Task item >> What is the number of lines below that contain the string "impl"? Give it and nothing else.

Data >>
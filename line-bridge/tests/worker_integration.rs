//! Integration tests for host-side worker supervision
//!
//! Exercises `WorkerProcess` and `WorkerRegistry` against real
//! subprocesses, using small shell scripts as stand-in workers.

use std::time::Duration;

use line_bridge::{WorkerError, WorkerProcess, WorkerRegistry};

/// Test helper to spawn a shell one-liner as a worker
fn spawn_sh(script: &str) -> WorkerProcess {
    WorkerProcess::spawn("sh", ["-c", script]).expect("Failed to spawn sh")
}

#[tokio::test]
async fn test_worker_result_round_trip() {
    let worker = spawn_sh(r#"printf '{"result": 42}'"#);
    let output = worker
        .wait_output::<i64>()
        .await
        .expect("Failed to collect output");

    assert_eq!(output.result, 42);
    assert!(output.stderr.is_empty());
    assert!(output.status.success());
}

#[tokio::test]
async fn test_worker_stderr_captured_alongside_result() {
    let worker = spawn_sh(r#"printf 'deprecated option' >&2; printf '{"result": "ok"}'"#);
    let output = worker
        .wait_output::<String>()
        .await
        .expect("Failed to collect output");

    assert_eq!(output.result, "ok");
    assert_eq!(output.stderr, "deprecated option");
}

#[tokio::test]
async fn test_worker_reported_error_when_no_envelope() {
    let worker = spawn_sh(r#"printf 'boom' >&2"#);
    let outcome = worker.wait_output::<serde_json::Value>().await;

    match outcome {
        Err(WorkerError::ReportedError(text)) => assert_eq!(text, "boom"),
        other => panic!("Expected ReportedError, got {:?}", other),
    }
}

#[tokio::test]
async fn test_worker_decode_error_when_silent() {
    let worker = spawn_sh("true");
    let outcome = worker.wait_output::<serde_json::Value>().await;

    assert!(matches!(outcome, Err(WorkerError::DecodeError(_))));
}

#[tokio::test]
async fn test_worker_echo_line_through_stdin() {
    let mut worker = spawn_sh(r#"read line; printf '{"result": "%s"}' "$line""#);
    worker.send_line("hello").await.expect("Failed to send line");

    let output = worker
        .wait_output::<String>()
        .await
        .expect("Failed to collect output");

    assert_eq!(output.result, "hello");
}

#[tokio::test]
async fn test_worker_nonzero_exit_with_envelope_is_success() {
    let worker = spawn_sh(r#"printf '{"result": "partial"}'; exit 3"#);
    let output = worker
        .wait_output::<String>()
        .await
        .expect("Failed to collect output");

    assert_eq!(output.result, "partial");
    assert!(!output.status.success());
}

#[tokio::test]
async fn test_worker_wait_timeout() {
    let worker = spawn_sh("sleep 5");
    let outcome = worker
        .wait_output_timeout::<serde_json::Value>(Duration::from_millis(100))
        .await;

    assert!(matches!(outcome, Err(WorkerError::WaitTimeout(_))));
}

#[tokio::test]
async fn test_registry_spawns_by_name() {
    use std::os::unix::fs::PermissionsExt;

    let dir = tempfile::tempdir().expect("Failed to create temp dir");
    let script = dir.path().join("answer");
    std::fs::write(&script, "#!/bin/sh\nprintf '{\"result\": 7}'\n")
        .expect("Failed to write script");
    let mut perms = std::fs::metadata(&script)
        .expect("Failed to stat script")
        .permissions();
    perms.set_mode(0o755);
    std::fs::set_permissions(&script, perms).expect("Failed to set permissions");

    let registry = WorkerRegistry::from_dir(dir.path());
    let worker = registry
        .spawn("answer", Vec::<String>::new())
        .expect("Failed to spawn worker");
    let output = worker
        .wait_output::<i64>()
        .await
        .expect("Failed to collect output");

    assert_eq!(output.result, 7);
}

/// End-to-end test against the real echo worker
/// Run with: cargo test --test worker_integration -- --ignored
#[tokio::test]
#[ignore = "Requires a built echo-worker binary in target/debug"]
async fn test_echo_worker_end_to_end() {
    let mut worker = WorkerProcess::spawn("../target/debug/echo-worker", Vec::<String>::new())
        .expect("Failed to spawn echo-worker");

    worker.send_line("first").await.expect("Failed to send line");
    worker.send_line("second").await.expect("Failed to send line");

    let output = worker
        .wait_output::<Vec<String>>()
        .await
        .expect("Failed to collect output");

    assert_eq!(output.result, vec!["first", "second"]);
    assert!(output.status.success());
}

==

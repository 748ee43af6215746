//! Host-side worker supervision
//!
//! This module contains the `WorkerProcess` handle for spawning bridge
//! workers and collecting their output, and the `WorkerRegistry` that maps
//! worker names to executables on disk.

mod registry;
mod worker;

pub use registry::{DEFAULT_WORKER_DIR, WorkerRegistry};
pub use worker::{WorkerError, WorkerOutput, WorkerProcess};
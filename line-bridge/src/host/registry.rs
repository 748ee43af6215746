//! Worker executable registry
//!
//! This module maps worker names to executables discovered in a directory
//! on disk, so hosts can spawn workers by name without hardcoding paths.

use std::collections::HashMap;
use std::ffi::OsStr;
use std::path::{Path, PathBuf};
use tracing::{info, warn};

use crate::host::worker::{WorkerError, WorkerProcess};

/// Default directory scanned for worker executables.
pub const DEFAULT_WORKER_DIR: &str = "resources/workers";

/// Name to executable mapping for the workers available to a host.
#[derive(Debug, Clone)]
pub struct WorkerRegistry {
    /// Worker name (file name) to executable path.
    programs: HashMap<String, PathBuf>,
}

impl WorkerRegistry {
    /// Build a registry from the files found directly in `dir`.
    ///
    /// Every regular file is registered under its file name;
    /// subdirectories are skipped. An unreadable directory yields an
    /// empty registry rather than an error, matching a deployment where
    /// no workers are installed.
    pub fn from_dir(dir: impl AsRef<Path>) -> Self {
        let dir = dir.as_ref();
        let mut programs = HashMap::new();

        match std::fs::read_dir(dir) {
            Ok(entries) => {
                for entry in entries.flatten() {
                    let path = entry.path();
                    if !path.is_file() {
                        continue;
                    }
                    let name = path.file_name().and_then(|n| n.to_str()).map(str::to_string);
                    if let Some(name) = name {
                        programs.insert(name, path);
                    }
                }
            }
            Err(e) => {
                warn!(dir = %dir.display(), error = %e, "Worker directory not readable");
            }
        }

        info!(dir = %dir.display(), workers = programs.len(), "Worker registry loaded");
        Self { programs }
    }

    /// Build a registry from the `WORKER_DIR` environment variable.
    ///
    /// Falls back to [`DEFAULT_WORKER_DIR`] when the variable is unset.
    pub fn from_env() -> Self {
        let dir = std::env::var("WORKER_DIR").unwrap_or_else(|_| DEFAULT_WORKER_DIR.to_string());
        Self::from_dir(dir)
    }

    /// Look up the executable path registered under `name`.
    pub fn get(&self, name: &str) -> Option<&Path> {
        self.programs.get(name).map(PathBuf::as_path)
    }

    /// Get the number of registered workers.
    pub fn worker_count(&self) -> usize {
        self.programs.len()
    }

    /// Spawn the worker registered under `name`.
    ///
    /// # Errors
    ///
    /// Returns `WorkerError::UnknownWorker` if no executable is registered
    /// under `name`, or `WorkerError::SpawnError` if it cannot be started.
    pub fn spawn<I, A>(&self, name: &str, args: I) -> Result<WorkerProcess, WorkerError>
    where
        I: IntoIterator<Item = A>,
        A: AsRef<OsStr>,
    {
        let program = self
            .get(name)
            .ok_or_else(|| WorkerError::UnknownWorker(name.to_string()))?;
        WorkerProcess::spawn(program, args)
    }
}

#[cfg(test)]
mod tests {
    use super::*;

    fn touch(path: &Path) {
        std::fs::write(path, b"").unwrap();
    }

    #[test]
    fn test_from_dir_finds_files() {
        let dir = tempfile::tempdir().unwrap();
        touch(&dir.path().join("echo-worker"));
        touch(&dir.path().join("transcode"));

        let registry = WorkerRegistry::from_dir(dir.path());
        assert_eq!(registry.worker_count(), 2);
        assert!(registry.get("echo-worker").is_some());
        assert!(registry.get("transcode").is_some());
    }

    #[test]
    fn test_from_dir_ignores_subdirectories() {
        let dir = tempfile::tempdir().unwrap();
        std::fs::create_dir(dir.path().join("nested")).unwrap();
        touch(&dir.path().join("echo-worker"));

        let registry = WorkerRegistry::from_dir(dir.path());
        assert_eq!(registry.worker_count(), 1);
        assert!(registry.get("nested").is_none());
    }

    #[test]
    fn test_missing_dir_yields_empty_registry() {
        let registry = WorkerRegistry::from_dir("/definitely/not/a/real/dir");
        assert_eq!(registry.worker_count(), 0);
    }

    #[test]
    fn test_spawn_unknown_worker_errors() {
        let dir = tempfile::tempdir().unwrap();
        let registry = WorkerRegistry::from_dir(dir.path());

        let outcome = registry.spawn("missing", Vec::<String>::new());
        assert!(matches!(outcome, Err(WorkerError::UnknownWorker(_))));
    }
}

==

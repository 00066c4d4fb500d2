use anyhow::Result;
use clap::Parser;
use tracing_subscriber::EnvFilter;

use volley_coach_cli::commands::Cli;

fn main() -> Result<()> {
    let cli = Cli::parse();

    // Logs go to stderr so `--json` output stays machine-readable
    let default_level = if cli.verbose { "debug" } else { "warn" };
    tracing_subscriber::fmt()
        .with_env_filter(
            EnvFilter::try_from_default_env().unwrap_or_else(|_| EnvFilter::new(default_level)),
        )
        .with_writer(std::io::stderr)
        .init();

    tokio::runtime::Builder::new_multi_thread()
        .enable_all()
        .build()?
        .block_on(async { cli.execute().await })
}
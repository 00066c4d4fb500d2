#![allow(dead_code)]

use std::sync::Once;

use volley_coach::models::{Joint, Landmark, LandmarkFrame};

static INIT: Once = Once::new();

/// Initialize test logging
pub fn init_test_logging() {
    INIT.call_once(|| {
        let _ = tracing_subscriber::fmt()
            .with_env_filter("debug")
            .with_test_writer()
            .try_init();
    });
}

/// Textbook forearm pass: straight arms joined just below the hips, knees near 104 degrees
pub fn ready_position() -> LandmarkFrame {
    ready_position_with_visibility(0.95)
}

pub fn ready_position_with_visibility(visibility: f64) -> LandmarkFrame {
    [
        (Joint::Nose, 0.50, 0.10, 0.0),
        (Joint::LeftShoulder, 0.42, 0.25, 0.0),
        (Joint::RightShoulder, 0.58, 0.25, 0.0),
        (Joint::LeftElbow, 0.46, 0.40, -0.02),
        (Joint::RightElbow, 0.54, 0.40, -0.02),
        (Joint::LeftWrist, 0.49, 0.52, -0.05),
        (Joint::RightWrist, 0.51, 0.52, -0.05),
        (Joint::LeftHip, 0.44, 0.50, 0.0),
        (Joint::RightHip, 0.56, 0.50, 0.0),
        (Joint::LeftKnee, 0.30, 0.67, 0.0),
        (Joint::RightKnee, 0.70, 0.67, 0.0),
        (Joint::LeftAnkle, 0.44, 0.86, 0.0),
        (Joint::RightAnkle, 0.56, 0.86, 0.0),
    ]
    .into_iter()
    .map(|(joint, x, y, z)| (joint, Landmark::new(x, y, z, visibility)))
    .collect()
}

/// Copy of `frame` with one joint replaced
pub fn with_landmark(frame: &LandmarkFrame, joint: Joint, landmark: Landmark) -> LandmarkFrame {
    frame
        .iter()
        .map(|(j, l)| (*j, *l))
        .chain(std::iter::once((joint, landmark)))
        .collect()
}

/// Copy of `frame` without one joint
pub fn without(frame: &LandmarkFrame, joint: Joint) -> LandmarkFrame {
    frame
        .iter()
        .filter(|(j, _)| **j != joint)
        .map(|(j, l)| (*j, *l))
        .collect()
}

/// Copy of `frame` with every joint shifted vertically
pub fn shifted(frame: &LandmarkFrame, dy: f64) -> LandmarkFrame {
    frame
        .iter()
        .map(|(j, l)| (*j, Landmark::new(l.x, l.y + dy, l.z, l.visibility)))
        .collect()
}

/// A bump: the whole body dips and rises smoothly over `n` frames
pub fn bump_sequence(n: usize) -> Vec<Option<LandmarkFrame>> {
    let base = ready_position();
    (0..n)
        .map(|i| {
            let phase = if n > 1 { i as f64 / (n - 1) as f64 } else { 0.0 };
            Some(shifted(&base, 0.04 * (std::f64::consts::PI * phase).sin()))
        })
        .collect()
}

Task result >> 2